**EXERCISE DESCRIPTION**
Would you restate all the data that follows, word for word?
--------------------------------------------------
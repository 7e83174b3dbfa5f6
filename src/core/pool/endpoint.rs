use serde::{Deserialize, Serialize};
use std::collections::BTreeSet;
use std::fmt;

/// Stable identifier of one egress endpoint. Unique and immutable for the
/// process lifetime; selection tie-breaks rely on its ordering.
#[derive(Debug, Clone, PartialEq, Eq, PartialOrd, Ord, Hash, Serialize, Deserialize)]
#[serde(transparent)]
pub struct EndpointId(String);

impl EndpointId {
    pub fn new<S: Into<String>>(id: S) -> Self {
        Self(id.into())
    }

    pub fn as_str(&self) -> &str {
        &self.0
    }
}

impl fmt::Display for EndpointId {
    fn fmt(&self, f: &mut fmt::Formatter<'_>) -> fmt::Result {
        f.write_str(&self.0)
    }
}

impl From<&str> for EndpointId {
    fn from(value: &str) -> Self {
        Self(value.to_string())
    }
}

/// Pool class of an endpoint.
#[derive(Debug, Clone, Copy, PartialEq, Eq, Hash, Serialize, Deserialize)]
#[serde(rename_all = "lowercase")]
pub enum EndpointKind {
    Datacenter,
    Residential,
    Mobile,
    /// Static ISP endpoints.
    Static,
}

impl EndpointKind {
    /// Default per-request cost in USD for the pool class.
    pub fn default_cost(self) -> f64 {
        match self {
            EndpointKind::Residential => 0.001,
            EndpointKind::Datacenter => 0.0001,
            EndpointKind::Mobile => 0.01,
            EndpointKind::Static => 0.0005,
        }
    }
}

impl fmt::Display for EndpointKind {
    fn fmt(&self, f: &mut fmt::Formatter<'_>) -> fmt::Result {
        match self {
            EndpointKind::Datacenter => write!(f, "datacenter"),
            EndpointKind::Residential => write!(f, "residential"),
            EndpointKind::Mobile => write!(f, "mobile"),
            EndpointKind::Static => write!(f, "static"),
        }
    }
}

#[derive(Debug, Clone, PartialEq, Eq, Serialize, Deserialize)]
#[serde(rename_all = "camelCase")]
pub struct ProxyCredentials {
    pub username: String,
    pub password: String,
}

/// One egress endpoint as loaded from inventory. Immutable after pool load;
/// replaced only by an explicit reload.
#[derive(Debug, Clone, PartialEq, Serialize, Deserialize)]
#[serde(rename_all = "camelCase")]
pub struct Endpoint {
    pub id: EndpointId,
    /// `host:port` of the egress proxy.
    pub address: String,
    #[serde(default, skip_serializing_if = "Option::is_none")]
    pub credentials: Option<ProxyCredentials>,
    pub kind: EndpointKind,
    /// ISO country code, when known.
    #[serde(default)]
    pub geo: Option<String>,
    pub cost_per_request: f64,
    #[serde(default)]
    pub tags: BTreeSet<String>,
}

impl Endpoint {
    pub fn new<I: Into<EndpointId>, A: Into<String>>(id: I, address: A, kind: EndpointKind) -> Self {
        Self {
            id: id.into(),
            address: address.into(),
            credentials: None,
            kind,
            geo: None,
            cost_per_request: kind.default_cost(),
            tags: BTreeSet::new(),
        }
    }

    pub fn with_geo<S: Into<String>>(mut self, geo: S) -> Self {
        self.geo = Some(geo.into());
        self
    }

    pub fn with_credentials<S: Into<String>>(mut self, username: S, password: S) -> Self {
        self.credentials = Some(ProxyCredentials {
            username: username.into(),
            password: password.into(),
        });
        self
    }

    pub fn with_cost(mut self, cost: f64) -> Self {
        self.cost_per_request = cost;
        self
    }

    pub fn with_tags<I, S>(mut self, tags: I) -> Self
    where
        I: IntoIterator<Item = S>,
        S: Into<String>,
    {
        self.tags = tags.into_iter().map(Into::into).collect();
        self
    }

    /// True when every required tag is carried by this endpoint.
    pub fn satisfies_tags(&self, required: &BTreeSet<String>) -> bool {
        required.is_subset(&self.tags)
    }

    /// True when the endpoint's geography matches the requested one.
    /// No request geography means any endpoint matches.
    pub fn matches_geo(&self, requested: Option<&str>) -> bool {
        match requested {
            None => true,
            Some(geo) => self
                .geo
                .as_deref()
                .map(|g| g.eq_ignore_ascii_case(geo))
                .unwrap_or(false),
        }
    }
}

impl From<EndpointId> for String {
    fn from(id: EndpointId) -> Self {
        id.0
    }
}

#[cfg(test)]
mod tests {
    use super::*;

    #[test]
    fn default_cost_follows_kind() {
        let ep = Endpoint::new("mob-1", "198.51.100.7:8080", EndpointKind::Mobile);
        assert!((ep.cost_per_request - 0.01).abs() < f64::EPSILON);
        let ep = Endpoint::new("dc-1", "198.51.100.8:8080", EndpointKind::Datacenter);
        assert!((ep.cost_per_request - 0.0001).abs() < f64::EPSILON);
    }

    #[test]
    fn tag_matching_requires_superset() {
        let ep = Endpoint::new("res-1", "198.51.100.9:8080", EndpointKind::Residential)
            .with_tags(["sticky", "ipv4"]);
        let mut required = BTreeSet::new();
        required.insert("sticky".to_string());
        assert!(ep.satisfies_tags(&required));
        required.insert("ipv6".to_string());
        assert!(!ep.satisfies_tags(&required));
    }

    #[test]
    fn geo_matching_is_case_insensitive_and_open_by_default() {
        let ep = Endpoint::new("res-2", "198.51.100.10:8080", EndpointKind::Residential)
            .with_geo("US");
        assert!(ep.matches_geo(None));
        assert!(ep.matches_geo(Some("us")));
        assert!(!ep.matches_geo(Some("DE")));

        let bare = Endpoint::new("dc-2", "198.51.100.11:8080", EndpointKind::Datacenter);
        assert!(bare.matches_geo(None));
        assert!(!bare.matches_geo(Some("US")));
    }

    #[test]
    fn endpoint_id_orders_lexicographically() {
        let a = EndpointId::new("dc-1");
        let b = EndpointId::new("dc-2");
        assert!(a < b);
        assert_eq!(a.as_str(), "dc-1");
    }
}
--------------------------------------------------
**ANSWER FOR THE TASK**
repository 7e83174b3dbfa5f6
filename src/core/pool/endpoint.rs
use serde::{Deserialize, Serialize};
use std::collections::BTreeSet;
use std::fmt;

/// Stable identifier of one egress endpoint. Unique and immutable for the
/// process lifetime; selection tie-breaks rely on its ordering.
#[derive(Debug, Clone, PartialEq, Eq, PartialOrd, Ord, Hash, Serialize, Deserialize)]
#[serde(transparent)]
pub struct EndpointId(String);

impl EndpointId {
    pub fn new<S: Into<String>>(id: S) -> Self {
        Self(id.into())
    }

    pub fn as_str(&self) -> &str {
        &self.0
    }
}

impl fmt::Display for EndpointId {
    fn fmt(&self, f: &mut fmt::Formatter<'_>) -> fmt::Result {
        f.write_str(&self.0)
    }
}

impl From<&str> for EndpointId {
    fn from(value: &str) -> Self {
        Self(value.to_string())
    }
}

/// Pool class of an endpoint.
#[derive(Debug, Clone, Copy, PartialEq, Eq, Hash, Serialize, Deserialize)]
#[serde(rename_all = "lowercase")]
pub enum EndpointKind {
    Datacenter,
    Residential,
    Mobile,
    /// Static ISP endpoints.
    Static,
}

impl EndpointKind {
    /// Default per-request cost in USD for the pool class.
    pub fn default_cost(self) -> f64 {
        match self {
            EndpointKind::Residential => 0.001,
            EndpointKind::Datacenter => 0.0001,
            EndpointKind::Mobile => 0.01,
            EndpointKind::Static => 0.0005,
        }
    }
}

impl fmt::Display for EndpointKind {
    fn fmt(&self, f: &mut fmt::Formatter<'_>) -> fmt::Result {
        match self {
            EndpointKind::Datacenter => write!(f, "datacenter"),
            EndpointKind::Residential => write!(f, "residential"),
            EndpointKind::Mobile => write!(f, "mobile"),
            EndpointKind::Static => write!(f, "static"),
        }
    }
}

#[derive(Debug, Clone, PartialEq, Eq, Serialize, Deserialize)]
#[serde(rename_all = "camelCase")]
pub struct ProxyCredentials {
    pub username: String,
    pub password: String,
}

/// One egress endpoint as loaded from inventory. Immutable after pool load;
/// replaced only by an explicit reload.
#[derive(Debug, Clone, PartialEq, Serialize, Deserialize)]
#[serde(rename_all = "camelCase")]
pub struct Endpoint {
    pub id: EndpointId,
    /// `host:port` of the egress proxy.
    pub address: String,
    #[serde(default, skip_serializing_if = "Option::is_none")]
    pub credentials: Option<ProxyCredentials>,
    pub kind: EndpointKind,
    /// ISO country code, when known.
    #[serde(default)]
    pub geo: Option<String>,
    pub cost_per_request: f64,
    #[serde(default)]
    pub tags: BTreeSet<String>,
}

impl Endpoint {
    pub fn new<I: Into<EndpointId>, A: Into<String>>(id: I, address: A, kind: EndpointKind) -> Self {
        Self {
            id: id.into(),
            address: address.into(),
            credentials: None,
            kind,
            geo: None,
            cost_per_request: kind.default_cost(),
            tags: BTreeSet::new(),
        }
    }

    pub fn with_geo<S: Into<String>>(mut self, geo: S) -> Self {
        self.geo = Some(geo.into());
        self
    }

    pub fn with_credentials<S: Into<String>>(mut self, username: S, password: S) -> Self {
        self.credentials = Some(ProxyCredentials {
            username: username.into(),
            password: password.into(),
        });
        self
    }

    pub fn with_cost(mut self, cost: f64) -> Self {
        self.cost_per_request = cost;
        self
    }

    pub fn with_tags<I, S>(mut self, tags: I) -> Self
    where
        I: IntoIterator<Item = S>,
        S: Into<String>,
    {
        self.tags = tags.into_iter().map(Into::into).collect();
        self
    }

    /// True when every required tag is carried by this endpoint.
    pub fn satisfies_tags(&self, required: &BTreeSet<String>) -> bool {
        required.is_subset(&self.tags)
    }

    /// True when the endpoint's geography matches the requested one.
    /// No request geography means any endpoint matches.
    pub fn matches_geo(&self, requested: Option<&str>) -> bool {
        match requested {
            None => true,
            Some(geo) => self
                .geo
                .as_deref()
                .map(|g| g.eq_ignore_ascii_case(geo))
                .unwrap_or(false),
        }
    }
}

impl From<EndpointId> for String {
    fn from(id: EndpointId) -> Self {
        id.0
    }
}

#[cfg(test)]
mod tests {
    use super::*;

    #[test]
    fn default_cost_follows_kind() {
        let ep = Endpoint::new("mob-1", "198.51.100.7:8080", EndpointKind::Mobile);
        assert!((ep.cost_per_request - 0.01).abs() < f64::EPSILON);
        let ep = Endpoint::new("dc-1", "198.51.100.8:8080", EndpointKind::Datacenter);
        assert!((ep.cost_per_request - 0.0001).abs() < f64::EPSILON);
    }

    #[test]
    fn tag_matching_requires_superset() {
        let ep = Endpoint::new("res-1", "198.51.100.9:8080", EndpointKind::Residential)
            .with_tags(["sticky", "ipv4"]);
        let mut required = BTreeSet::new();
        required.insert("sticky".to_string());
        assert!(ep.satisfies_tags(&required));
        required.insert("ipv6".to_string());
        assert!(!ep.satisfies_tags(&required));
    }

    #[test]
    fn geo_matching_is_case_insensitive_and_open_by_default() {
        let ep = Endpoint::new("res-2", "198.51.100.10:8080", EndpointKind::Residential)
            .with_geo("US");
        assert!(ep.matches_geo(None));
        assert!(ep.matches_geo(Some("us")));
        assert!(!ep.matches_geo(Some("DE")));

        let bare = Endpoint::new("dc-2", "198.51.100.11:8080", EndpointKind::Datacenter);
        assert!(bare.matches_geo(None));
        assert!(!bare.matches_geo(Some("US")));
    }

    #[test]
    fn endpoint_id_orders_lexicographically() {
        let a = EndpointId::new("dc-1");
        let b = EndpointId::new("dc-2");
        assert!(a < b);
        assert_eq!(a.as_str(), "dc-1");
    }
}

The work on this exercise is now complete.